The perioperative use of certain medication may influence the risk of developing a periprosthetic joint infection (PJI). Inhaled corticosteroids (ICSs) and cardiovascular drugs are widely used against pulmonary and cardiovascular diseases. While oral corticosteroids and anticoagulants have been shown to increase the risk of developing PJI, this is not clear for ICSs. In contrast, some cardiovascular drugs, such as amlodipine, nifedipine and statins, have been documented to show an antimicrobial effect, suggesting a synergistic effect with antibiotics in the treatment of (multi-resistant) microorganisms. We performed a case–cohort study to assess the association between the occurrence of PJI after THA and the use of inhaled corticosteroids, anticoagulants, or previously mentioned cardiovascular agents. In a cohort of 5512 primary THAs, we identified 75 patients with a PJI (1.4%), and randomly selected 302 controls. A weighted Cox proportional hazard regression model was used for the study design and to adjust for potential confounders (age, sex, smoking, and cardiovascular/pulmonary disease).
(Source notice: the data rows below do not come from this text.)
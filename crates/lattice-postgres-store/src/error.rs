//! Error types for the PostgreSQL publication store

use thiserror::Error;

/// Errors that can occur when using the PostgreSQL publication store
#[derive(Debug, Error)]
#[non_exhaustive]
pub enum Error {
    /// PostgreSQL connection or query error
    #[error("PostgreSQL error: {0}")]
    Postgres(#[from] tokio_postgres::Error),

    /// Connection establishment failed
    #[error("Connection error: {0}")]
    Connection(String),

    /// Query execution failed
    #[error("Query error: {0}")]
    Query(String),

    /// Invalid SQL identifier (table name)
    #[error("Invalid identifier: {0}")]
    InvalidIdentifier(String),

    /// Stored row carries a status the store does not know
    #[error("Unknown publication status: {0}")]
    UnknownStatus(String),

    /// Publication not found
    #[error("Publication not found: {0}")]
    NotFound(String),
}

/// Result type for PostgreSQL publication store operations
pub type Result<T> = std::result::Result<T, Error>;

/// Convert PostgreSQL store errors to Lattice errors
impl From<Error> for lattice::Error {
    fn from(err: Error) -> Self {
        match err {
            Error::NotFound(id) => lattice::Error::UnknownPublication(id),
            other => lattice::Error::Storage(other.to_string()),
        }
    }
}
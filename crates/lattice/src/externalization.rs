// Copyright 2026 Dropbox (created by Andrew Yates <ayates@dropbox.com>)

//! Externalization router
//!
//! A distinguished listener that forwards externalizable events to the
//! outside world. Selection defaults to "the event carries an
//! externalization declaration"; the declaration parses into a
//! [`RoutingTarget`] whose halves may be `#{…}` expressions evaluated
//! against the event.
//!
//! In broker mode the router runs as an asynchronous listener and calls
//! the [`BrokerSender`]; send completion is the listener result, so a
//! successful send completes the publication and a failed one leaves it
//! for retry. In outbox mode the router runs synchronously inside the
//! business transaction, writes the message to the caller-provided
//! [`Outbox`], and reports success immediately.

use crate::config::{ExternalizationConfig, ExternalizationMode};
use crate::error::{Error, Result};
use crate::event::{DomainEvent, EventSerializer, JsonEventSerializer};
use crate::ids::{PublicationTargetIdentifier, RoutingTarget};
use crate::multicaster::{DispatchMode, EventListener, EventSink};
use serde_json::Value;
use std::collections::BTreeMap;
use std::sync::Arc;
use tracing::debug;

/// Publication target identifier under which the router subscribes.
pub const ROUTER_TARGET_ID: &str = "lattice.externalization.router";

/// Evaluates `#{…}` routing expressions against an event.
pub trait ExpressionEvaluator: Send + Sync {
    /// Evaluates the expression with the given JSON root.
    ///
    /// # Errors
    /// Returns `Expression` when the expression cannot be evaluated or
    /// resolves to nothing.
    fn evaluate(&self, expression: &str, root: &Value) -> Result<String>;
}

/// Default evaluator: dot-separated path lookup over the event's JSON
/// rendering (`payload.id`, `type`, …).
#[derive(Debug, Clone, Copy, Default)]
pub struct JsonPathEvaluator;

impl JsonPathEvaluator {
    /// Creates the evaluator.
    pub fn new() -> Self {
        Self
    }
}

impl ExpressionEvaluator for JsonPathEvaluator {
    fn evaluate(&self, expression: &str, root: &Value) -> Result<String> {
        let path = expression
            .strip_prefix("#{")
            .and_then(|rest| rest.strip_suffix('}'))
            .unwrap_or(expression)
            .trim();
        if path.is_empty() {
            return Err(Error::Expression("empty routing expression".to_string()));
        }

        let mut current = root;
        for segment in path.split('.') {
            current = current.get(segment).ok_or_else(|| {
                Error::Expression(format!(
                    "path '{}' does not resolve against the event (missing '{}')",
                    path, segment
                ))
            })?;
        }

        match current {
            Value::String(value) => Ok(value.clone()),
            Value::Number(value) => Ok(value.to_string()),
            Value::Bool(value) => Ok(value.to_string()),
            Value::Null => Err(Error::Expression(format!(
                "path '{}' resolved to null",
                path
            ))),
            other => Err(Error::Expression(format!(
                "path '{}' resolved to a non-scalar value: {}",
                path, other
            ))),
        }
    }
}

/// Body of an externalized message.
#[derive(Debug, Clone, PartialEq, Eq)]
pub enum MessageBody {
    /// Structured payload, handed to the transport as-is.
    Structured(Value),
    /// Pre-serialized textual form.
    Text(String),
}

/// A transport-framed message: headers plus body.
#[derive(Debug, Clone, PartialEq, Eq)]
pub struct ExternalizedMessage {
    headers: BTreeMap<String, String>,
    body: MessageBody,
}

impl ExternalizedMessage {
    /// Creates a message with a structured body and no headers.
    pub fn structured(body: Value) -> Self {
        Self {
            headers: BTreeMap::new(),
            body: MessageBody::Structured(body),
        }
    }

    /// Creates a message with a pre-serialized body and no headers.
    pub fn text(body: impl Into<String>) -> Self {
        Self {
            headers: BTreeMap::new(),
            body: MessageBody::Text(body.into()),
        }
    }

    /// Adds a header, replacing an existing value.
    pub fn with_header(mut self, key: impl Into<String>, value: impl Into<String>) -> Self {
        self.headers.insert(key.into(), value.into());
        self
    }

    /// The message headers.
    pub fn headers(&self) -> &BTreeMap<String, String> {
        &self.headers
    }

    /// The message body.
    pub fn body(&self) -> &MessageBody {
        &self.body
    }

    /// Adds a header only when absent, so producer-supplied headers are
    /// never overwritten.
    fn augment_header(&mut self, key: String, value: String) {
        self.headers.entry(key).or_insert(value);
    }

    fn serialize_body(self) -> Result<Self> {
        let body = match self.body {
            MessageBody::Structured(value) => MessageBody::Text(
                serde_json::to_string(&value)
                    .map_err(|e| Error::Serialization(format!("failed to serialize body: {}", e)))?,
            ),
            text @ MessageBody::Text(_) => text,
        };
        Ok(Self {
            headers: self.headers,
            body,
        })
    }
}

/// Broker-agnostic send contract. Implementations wrap the concrete
/// client (AMQP, Kafka, JMS, cloud messaging).
#[async_trait::async_trait]
pub trait BrokerSender: Send + Sync {
    /// Sends one message to the resolved routing target. The target's
    /// key, when present, lets the transport preserve per-key order.
    async fn send(&self, target: &RoutingTarget, message: &ExternalizedMessage) -> Result<()>;
}

/// Durable queue co-located with the business database; enqueue commits
/// atomically with the surrounding business write.
#[async_trait::async_trait]
pub trait Outbox: Send + Sync {
    /// Schedules one message for a later send by the outbox worker.
    async fn schedule(&self, target: &RoutingTarget, message: &ExternalizedMessage) -> Result<()>;
}

type SupportsFn = dyn Fn(&DomainEvent) -> bool + Send + Sync;
type MapperFn = dyn Fn(&DomainEvent) -> ExternalizedMessage + Send + Sync;
type HeadersFn = dyn Fn(&DomainEvent) -> BTreeMap<String, String> + Send + Sync;

/// The externalization router listener.
pub struct EventExternalizer {
    config: ExternalizationConfig,
    evaluator: Arc<dyn ExpressionEvaluator>,
    serializer: Arc<dyn EventSerializer>,
    sender: Option<Arc<dyn BrokerSender>>,
    outbox: Option<Arc<dyn Outbox>>,
    supports: Option<Box<SupportsFn>>,
    mapper: Option<Box<MapperFn>>,
    headers: Option<Box<HeadersFn>>,
}

impl EventExternalizer {
    /// Creates a router with the given configuration and defaults for
    /// every collaborator that has one.
    pub fn new(config: ExternalizationConfig) -> Self {
        Self {
            config,
            evaluator: Arc::new(JsonPathEvaluator::new()),
            serializer: Arc::new(JsonEventSerializer::new()),
            sender: None,
            outbox: None,
            supports: None,
            mapper: None,
            headers: None,
        }
    }

    /// Sets the broker sender used in broker mode.
    pub fn with_sender(mut self, sender: Arc<dyn BrokerSender>) -> Self {
        self.sender = Some(sender);
        self
    }

    /// Sets the outbox used in outbox mode.
    pub fn with_outbox(mut self, outbox: Arc<dyn Outbox>) -> Self {
        self.outbox = Some(outbox);
        self
    }

    /// Replaces the selection predicate. The default selects events that
    /// carry an externalization declaration.
    pub fn with_supports<F>(mut self, supports: F) -> Self
    where
        F: Fn(&DomainEvent) -> bool + Send + Sync + 'static,
    {
        self.supports = Some(Box::new(supports));
        self
    }

    /// Replaces the payload mapping. The default ships the event payload
    /// unchanged.
    pub fn with_payload_mapper<F>(mut self, mapper: F) -> Self
    where
        F: Fn(&DomainEvent) -> ExternalizedMessage + Send + Sync + 'static,
    {
        self.mapper = Some(Box::new(mapper));
        self
    }

    /// Installs a header function. Produced headers augment but never
    /// overwrite headers the payload mapper set.
    pub fn with_headers<F>(mut self, headers: F) -> Self
    where
        F: Fn(&DomainEvent) -> BTreeMap<String, String> + Send + Sync + 'static,
    {
        self.headers = Some(Box::new(headers));
        self
    }

    /// Replaces the expression evaluator.
    pub fn with_evaluator(mut self, evaluator: Arc<dyn ExpressionEvaluator>) -> Self {
        self.evaluator = evaluator;
        self
    }

    /// Replaces the serializer used when serialize-externalization is on.
    pub fn with_serializer(mut self, serializer: Arc<dyn EventSerializer>) -> Self {
        self.serializer = serializer;
        self
    }

    /// Resolves the event's routing declaration into a concrete target,
    /// evaluating embedded expressions against the event.
    pub fn resolve_routing(&self, event: &DomainEvent) -> Result<RoutingTarget> {
        let declaration = event.externalization_declaration().ok_or_else(|| {
            Error::Expression(format!(
                "event '{}' has no externalization declaration",
                event.event_type()
            ))
        })?;
        let routing = RoutingTarget::parse(declaration).to_routing_target()?;
        let root = event.expression_root();

        let target = if routing.has_target_expression() {
            self.evaluator.evaluate(routing.target(), &root)?
        } else {
            routing.target().to_string()
        };

        let resolved = match routing.key() {
            Some(key) if routing.has_key_expression() => {
                RoutingTarget::for_target(target).and_key(self.evaluator.evaluate(key, &root)?)
            }
            Some(key) => RoutingTarget::for_target(target).and_key(key),
            None => RoutingTarget::for_target(target).without_key(),
        };
        Ok(resolved)
    }

    fn build_message(&self, event: &DomainEvent) -> Result<ExternalizedMessage> {
        let mut message = match &self.mapper {
            Some(mapper) => mapper(event),
            None => ExternalizedMessage::structured(event.payload().clone()),
        };

        if let Some(headers) = &self.headers {
            for (key, value) in headers(event) {
                message.augment_header(key, value);
            }
        }

        if self.config.serialize_externalization {
            message = message.serialize_body()?;
        }
        Ok(message)
    }
}

#[async_trait::async_trait]
impl EventListener for EventExternalizer {
    fn id(&self) -> PublicationTargetIdentifier {
        #[allow(clippy::expect_used)] // SAFETY: the constant is non-empty
        PublicationTargetIdentifier::of(ROUTER_TARGET_ID).expect("router target id is valid")
    }

    fn dispatch_mode(&self) -> DispatchMode {
        match self.config.mode {
            // The outbox write must join the business transaction.
            ExternalizationMode::Outbox => DispatchMode::Synchronous,
            ExternalizationMode::Broker => DispatchMode::Asynchronous,
        }
    }

    fn supports(&self, event: &DomainEvent) -> bool {
        if !self.config.enabled {
            return false;
        }
        match &self.supports {
            Some(supports) => supports(event),
            None => event.is_externalized(),
        }
    }

    async fn handle(&self, event: &DomainEvent, _sink: &EventSink) -> Result<()> {
        let target = self.resolve_routing(event)?;
        let message = self.build_message(event)?;

        match self.config.mode {
            ExternalizationMode::Outbox => {
                let outbox = self.outbox.as_ref().ok_or_else(|| {
                    Error::Transport("outbox mode selected but no outbox configured".to_string())
                })?;
                outbox.schedule(&target, &message).await?;
                debug!(routing = %target, event_type = event.event_type(), "event scheduled to outbox");
            }
            ExternalizationMode::Broker => {
                let sender = self.sender.as_ref().ok_or_else(|| {
                    Error::Transport("broker mode selected but no sender configured".to_string())
                })?;
                sender.send(&target, &message).await?;
                debug!(routing = %target, event_type = event.event_type(), "event sent to broker");
            }
        }
        Ok(())
    }
}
We found ICS use (HR 2.6 [95% CI 1.1–5.9]), vitamin K antagonist use (HR 5.3 [95% CI 2.5–11]), and amlodipine use (HR 3.1 [95% CI 1.4–6.9]) to be associated with an increased risk of developing PJI after THA. The effect remained after correction for the mentioned possible confounders. The underlying diseases for which the medications are prescribed could also play a role in the mentioned association; we believe, however, that the usages of ICSs, vitamin K antagonists and amlodipine appear to be potential modifiable risk factors for PJI, and therefore have to be questioned during preoperative screening and consultation.